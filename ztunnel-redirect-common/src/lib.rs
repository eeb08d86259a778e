#![no_std]

//! Data contracts shared with the ambient redirect classifier programs.
//!
//! Every record here is read by the kernel side byte for byte. Field order,
//! widths and padding must not change without changing the classifier.

/// Classifier attached to ingress of ztunnel's host-side veth.
pub const PROG_ZTUNNEL_HOST_INGRESS: &str = "ztunnel_host_ingress";
/// Classifier attached to ingress of ztunnel's veth inside its pod namespace.
pub const PROG_ZTUNNEL_INGRESS: &str = "ztunnel_ingress";
/// Classifier attached to egress of a workload's host-side veth.
pub const PROG_APP_INBOUND: &str = "app_inbound";
/// Classifier attached to ingress of a workload's host-side veth.
pub const PROG_APP_OUTBOUND: &str = "app_outbound";

pub const MAP_APP_INFO: &str = "app_info";
pub const MAP_ZTUNNEL_INFO: &str = "ztunnel_info";
pub const MAP_HOST_IP_INFO: &str = "host_ip_info";
pub const MAP_LOG_LEVEL: &str = "log_level";

/// The only slot of the `ztunnel_info` and `log_level` arrays.
pub const SINGLE_SLOT: u32 = 0;
/// `host_ip_info` slot holding the node's IPv4 address.
pub const HOST_IP_SLOT_V4: u32 = 0;
/// `host_ip_info` slot holding the node's IPv6 address.
pub const HOST_IP_SLOT_V6: u32 = 1;

/// Redirect DNS traffic (UDP/53) to ztunnel.
pub const CAPTURE_DNS_FLAG: u8 = 1 << 0;

pub const LOG_NONE: u32 = 0;
pub const LOG_INFO: u32 = 1;
pub const LOG_DEBUG: u32 = 2;

pub const ETH_ALEN: usize = 6;

/// Value of the `app_info` hash map (keyed by the pod's IPv4 address in
/// network byte order) and of the single `ztunnel_info` slot.
///
/// Layout (12 bytes): `ifindex` at 0, `mac_addr` at 4, `flag` at 10,
/// `pad` at 11. `ifindex` is in host byte order.
#[repr(C)]
#[derive(Clone, Copy, Debug, Default, PartialEq, Eq)]
#[cfg_attr(feature = "user", derive(serde::Serialize, serde::Deserialize))]
pub struct WorkloadInfo {
    pub ifindex: u32,
    pub mac_addr: [u8; ETH_ALEN],
    pub flag: u8,
    pub pad: u8,
}

impl WorkloadInfo {
    pub const LEN: usize = core::mem::size_of::<WorkloadInfo>();

    pub fn new(ifindex: u32, mac_addr: [u8; ETH_ALEN]) -> Self {
        Self {
            ifindex,
            mac_addr,
            flag: 0,
            pad: 0,
        }
    }

    pub fn capture_dns(&self) -> bool {
        self.flag & CAPTURE_DNS_FLAG != 0
    }

    /// The record exactly as the classifier sees it in map memory.
    pub fn to_bytes(&self) -> [u8; Self::LEN] {
        let mut out = [0u8; Self::LEN];
        out[0..4].copy_from_slice(&self.ifindex.to_ne_bytes());
        out[4..10].copy_from_slice(&self.mac_addr);
        out[10] = self.flag;
        out[11] = self.pad;
        out
    }
}

/// Value of a `host_ip_info` slot: the address as 16 bytes, IPv4 in
/// IPv4-mapped form. Declared as four `u32` words to keep the kernel's
/// alignment; the words hold the address bytes in memory order.
#[repr(C)]
#[derive(Clone, Copy, Debug, Default, PartialEq, Eq)]
#[cfg_attr(feature = "user", derive(serde::Serialize, serde::Deserialize))]
pub struct HostIpInfo {
    pub addr: [u32; 4],
}

impl HostIpInfo {
    pub const LEN: usize = core::mem::size_of::<HostIpInfo>();

    pub fn from_octets(octets: [u8; 16]) -> Self {
        let mut addr = [0u32; 4];
        for (word, chunk) in addr.iter_mut().zip(octets.chunks_exact(4)) {
            *word = u32::from_ne_bytes([chunk[0], chunk[1], chunk[2], chunk[3]]);
        }
        Self { addr }
    }

    pub fn octets(&self) -> [u8; 16] {
        let mut out = [0u8; 16];
        for (chunk, word) in out.chunks_exact_mut(4).zip(self.addr.iter()) {
            chunk.copy_from_slice(&word.to_ne_bytes());
        }
        out
    }
}

#[cfg(feature = "user")]
unsafe impl aya::Pod for WorkloadInfo {}

#[cfg(feature = "user")]
unsafe impl aya::Pod for HostIpInfo {}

========================================================================

• [TASK TO COMPLETE]:
Go line by line through the material above and return each one that includes "WorkloadInfo".

• [YOUR SOLUTION]:
pub struct WorkloadInfo {
impl WorkloadInfo {
    pub const LEN: usize = core::mem::size_of::<WorkloadInfo>();
unsafe impl aya::Pod for WorkloadInfo {}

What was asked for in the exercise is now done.